As I wandered that fractured landscape of trauma and loss, certain realizations dawned. There would probably be no quick fix, no immediate cure to my pain. God was unlikely to answer all of my “why” and “why me” questions. An hour a week in my therapist’s office and a monthly check-in with the psychiatrist wasn’t likely enough to heal me. I needed companions to walk with me through this desert place.

 

Over time, with the help of skilled clinicians, my infinitely gentle and patient husband, and a few faithful friends who could hear anything without judgment, I began to notice that God has a certain way of engaging with dry and parched souls.
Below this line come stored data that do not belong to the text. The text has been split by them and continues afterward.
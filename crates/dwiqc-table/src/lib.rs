//! Group-level QC table for diffusion MRI preprocessing reports.
//!
//! Every report run produces one [`MetricRecord`] for one subject. The
//! accumulator appends it to a [`GroupTable`] persisted as right-aligned
//! fixed-width text, creating the file on first use.
//!
//! The table file is shared state addressed by path. An append is a
//! read-modify-write cycle without locking, so runs that target the same
//! file must be serialized by the caller.

pub mod accumulator;
pub mod error;
pub mod fixed_width;
pub mod format;
pub mod record;
pub mod summary;
pub mod table;

pub use accumulator::{append_record, AppendOutcome, GroupTableFile};
pub use error::{ParseError, TableError, TableResult};
pub use record::{Cell, MetricRecord};
pub use summary::{summarize, ColumnSummary, GroupSummary};
pub use table::GroupTable;

/// Name of the field that identifies the subject of a record.
pub const SUBJECT_FIELD: &str = "Sub";

/// Token written for missing cells.
pub const NULL_TOKEN: &str = "NaN";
In the slow process of piecing together my harrowing story, I realized that the shadowland in which I found myself was still God’s shadow.

 

David, who wrote about the dry and parched land in Psalm 63, also wrote in the same psalm about singing in the shadow of God’s wings. Though all I could sense was His shadow for many months, he was near. He had not forsaken me. My grief, questions, and pain were in relationship with him. And somehow, that was enough, to endure, to live with what had happened, and to rise each day and follow his lead. That path eventually led me from a career in architecture to clinical social work and pastoral ministry, and now to doctoral studies at Regent.

 

I also came to see that our church community had done their very best for us. It wasn’t for lack of love that I felt alone. It was for lack of a theology of suffering, a category for lament, and skills for attuning to and being with another’s pain.

 

That is where The Church Cares seeks to bridge the gap: with a realistic assessment of the care needs within the Church, a robust philosophy of ministry, and practical training resources for carers. So that together, we can learn to bear one another’s burdens and reflect the divine empathy of Christ.